History of the Airfield
Rattlesden Airfield was built in 1942 by the British company George Wimpey as a bomber base for the United States Army Air Force (USAAF), in the campaign against Nazi Germany. Rattlesden was a “Class A” airfield with three intersecting concrete runways and hard-standings for 50 aircraft. It was initially a satellite of nearby Rougham (Bury St. Edmunds) airfield, both being part of the American 3rd Bomb Wing in USAAF’s 8th Air Force, “The Mighty 8th”.
Ground personnel of the 322nd Bomb Group arrived in December 1942 with plans to operate the B26 Marauder Medium Bomber, but by April 1943 the unit was operating exclusively from Rougham. In november 1943 the 3rd Bomb Wing moved to Essex with its B26s and was replaced in Suffolk by the 4th Bomb Wing. Rattlesden then became home to the 447th Bomb Group equipped with B17 Flying Fortresses, carrying out it’s first mission on Christmas eve.
A posthumous award of the medal of honor (the highest american military decoration) was made to 2nd lieutenant Robert Femoyer of the 447th Bomb Group, after he navigated his damaged Flying Fortress home to Rattlesden on 2nd November 1944 despite being terribly, and ultimately fatally wounded. The 447th Bomb Groups’ B17s flew 257 missions from Rattlesden and earned a reputation as one of USAAF’s most accurate bomb groups. It lost 97 aircraft.

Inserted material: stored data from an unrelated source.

//! Row-boundary scanning.
//!
//! A row's column entries are contiguous in packed-key order, so one
//! cursor pass enumerates them: seek to the row's lower bound, decode each
//! packed key, and stop at the first key belonging to a different row or
//! when the cursor is exhausted. Neither stop condition is an error — an
//! empty table, a row with no entries, and reaching the end of the table
//! mid-row all terminate cleanly with whatever was collected.

use bytes::Bytes;
use trellis_common::{KeyVal, StoreResult};

use crate::engine::{TableHandle, Transaction};
use crate::keycodec;

/// Enumerates one row's column entries in ascending column-key order.
///
/// With a filter, an entry is included only when its column key is
/// byte-for-byte equal to one of the filter entries. The filter is an
/// unordered small set; matching is a linear scan.
pub fn scan_row<T>(
    txn: &T,
    table: TableHandle,
    row_key: &[u8],
    filter: Option<&[Bytes]>,
) -> StoreResult<Vec<KeyVal>>
where
    T: Transaction + ?Sized,
{
    let mut entries = Vec::new();
    walk_row(txn, table, row_key, |packed, col, value| {
        if matches_filter(col, filter) {
            entries.push(KeyVal::new(packed.slice_ref(col), value));
        }
    })?;
    Ok(entries)
}

/// Collects the packed keys of one row's entries.
///
/// The delete phases of `PutRow` and `DelRow` collect first and delete
/// second, keeping the cursor pass and the mutating calls in separate
/// phases of the same transaction.
pub fn collect_row_keys<T>(
    txn: &T,
    table: TableHandle,
    row_key: &[u8],
) -> StoreResult<Vec<Bytes>>
where
    T: Transaction + ?Sized,
{
    let mut keys = Vec::new();
    walk_row(txn, table, row_key, |packed, _col, _value| {
        keys.push(packed);
    })?;
    Ok(keys)
}

/// Runs the boundary scan, invoking `visit` with each in-row record's
/// packed key, column-key slice, and value.
fn walk_row<T, F>(txn: &T, table: TableHandle, row_key: &[u8], mut visit: F) -> StoreResult<()>
where
    T: Transaction + ?Sized,
    F: FnMut(Bytes, &[u8], Bytes),
{
    let mut cursor = txn.open_cursor(table)?;
    let mut current = cursor.seek(&keycodec::seek_prefix(row_key))?;
    while let Some((packed, value)) = current {
        let (row, col) = keycodec::unpack(&packed)?;
        if row != row_key {
            break;
        }
        visit(packed.clone(), col, value);
        current = cursor.next()?;
    }
    Ok(())
}

fn matches_filter(col: &[u8], filter: Option<&[Bytes]>) -> bool {
    match filter {
        None => true,
        Some(names) => names.iter().any(|name| name.as_ref() == col),
    }
}
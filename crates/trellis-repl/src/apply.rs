//! Deterministic command application.
//!
//! The applier is the state-machine side of the replication boundary: it
//! executes one agreed command under one fresh engine transaction. Write
//! handlers commit on their own success path; any handler error aborts
//! the transaction, so a failed command leaves no partial state. All
//! nodes applying the same command sequence therefore converge on
//! identical state.

use std::sync::Arc;

use bytes::Bytes;
use tracing::{debug, warn};
use trellis_common::{StoreError, StoreResult};
use trellis_store::engine::Engine;
use trellis_store::{ops, registry, Registry};

use crate::command::Command;

/// The outcome of applying one command.
///
/// `error` distinguishes a command that was applied and failed
/// deterministically from transport-level failures, which surface as
/// `Err` from [`crate::CommandLog::append`] instead.
#[derive(Debug, Clone, PartialEq, Eq)]
pub struct ApplyOutcome {
    /// The serialized result bytes; empty for writes.
    pub data: Bytes,
    /// The failure reason, when the command failed.
    pub error: Option<String>,
}

impl ApplyOutcome {
    /// Creates a successful outcome carrying result bytes.
    pub fn ok(data: Bytes) -> Self {
        Self { data, error: None }
    }

    /// Creates a failed outcome.
    pub fn fail(error: impl Into<String>) -> Self {
        Self {
            data: Bytes::new(),
            error: Some(error.into()),
        }
    }

    /// Whether the command succeeded.
    pub fn is_ok(&self) -> bool {
        self.error.is_none()
    }
}

/// Executes commands against the local engine.
///
/// One applier is shared by the command log (for replicated commands) and
/// the local read path. It holds the immutable dispatch table built at
/// startup.
pub struct Applier {
    registry: Registry,
    engine: Arc<dyn Engine>,
}

impl Applier {
    /// Creates an applier over the given dispatch table and engine.
    pub fn new(registry: Registry, engine: Arc<dyn Engine>) -> Self {
        Self { registry, engine }
    }

    /// Returns the dispatch table.
    pub fn registry(&self) -> &Registry {
        &self.registry
    }

    /// Applies one agreed command under a fresh write transaction.
    ///
    /// An unknown command name fails without a transaction ever being
    /// opened. A handler error aborts the transaction wholesale; write
    /// handlers commit internally on success, and read handlers leave the
    /// transaction uncommitted so dropping it here releases it without a
    /// write.
    pub fn apply(&self, cmd: &Command) -> ApplyOutcome {
        let Some(handler) = self.registry.get(&cmd.name) else {
            warn!(command = %cmd.name, "unknown command");
            return ApplyOutcome::fail(StoreError::UnknownCommand(cmd.name.clone()).to_string());
        };
        let mut txn = match self.engine.begin_write() {
            Ok(txn) => txn,
            Err(err) => {
                warn!(command = %cmd.name, error = %err, "could not begin transaction");
                return ApplyOutcome::fail(err.to_string());
            }
        };
        match handler(&cmd.args, txn.as_mut()) {
            Ok(data) => {
                debug!(command = %cmd.name, result_bytes = data.len(), "applied");
                ApplyOutcome::ok(data)
            }
            Err(err) => {
                txn.abort();
                warn!(command = %cmd.name, error = %err, "command failed");
                ApplyOutcome::fail(err.to_string())
            }
        }
    }

    /// Serves a read command from a local engine snapshot, without going
    /// through the command log.
    ///
    /// Only `GetRow` and `GetCols` are readable this way. The snapshot is
    /// consistent but may trail commands still in flight through the log.
    pub fn read(&self, cmd: &Command) -> ApplyOutcome {
        if cmd.name != registry::GET_ROW && cmd.name != registry::GET_COLS {
            return ApplyOutcome::fail(format!("not a read command: {}", cmd.name));
        }
        let mut txn = match self.engine.begin_read() {
            Ok(txn) => txn,
            Err(err) => return ApplyOutcome::fail(err.to_string()),
        };
        let result: StoreResult<Bytes> = if cmd.name == registry::GET_ROW {
            ops::read_row(&cmd.args, txn.as_mut())
        } else {
            ops::read_cols(&cmd.args, txn.as_mut())
        };
        match result {
            Ok(data) => ApplyOutcome::ok(data),
            Err(err) => ApplyOutcome::fail(err.to_string()),
        }
    }
}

After the cessation of hostilities the 447th Bomb Group quickly returned to the USA. By October 1945 Rattlesden had transferred to RAF control and was briefly used as a government food store. In the late 50s and early 1960s Rattlesden housed RAF bloodhound air defense missiles, but by 1968 the airfield had returned to civilian agricultural use.
Rattlesden Gliding Club now operates from what remains of this historic airfield, keeping alive the memories of the brave young men who flew, fought and died from here.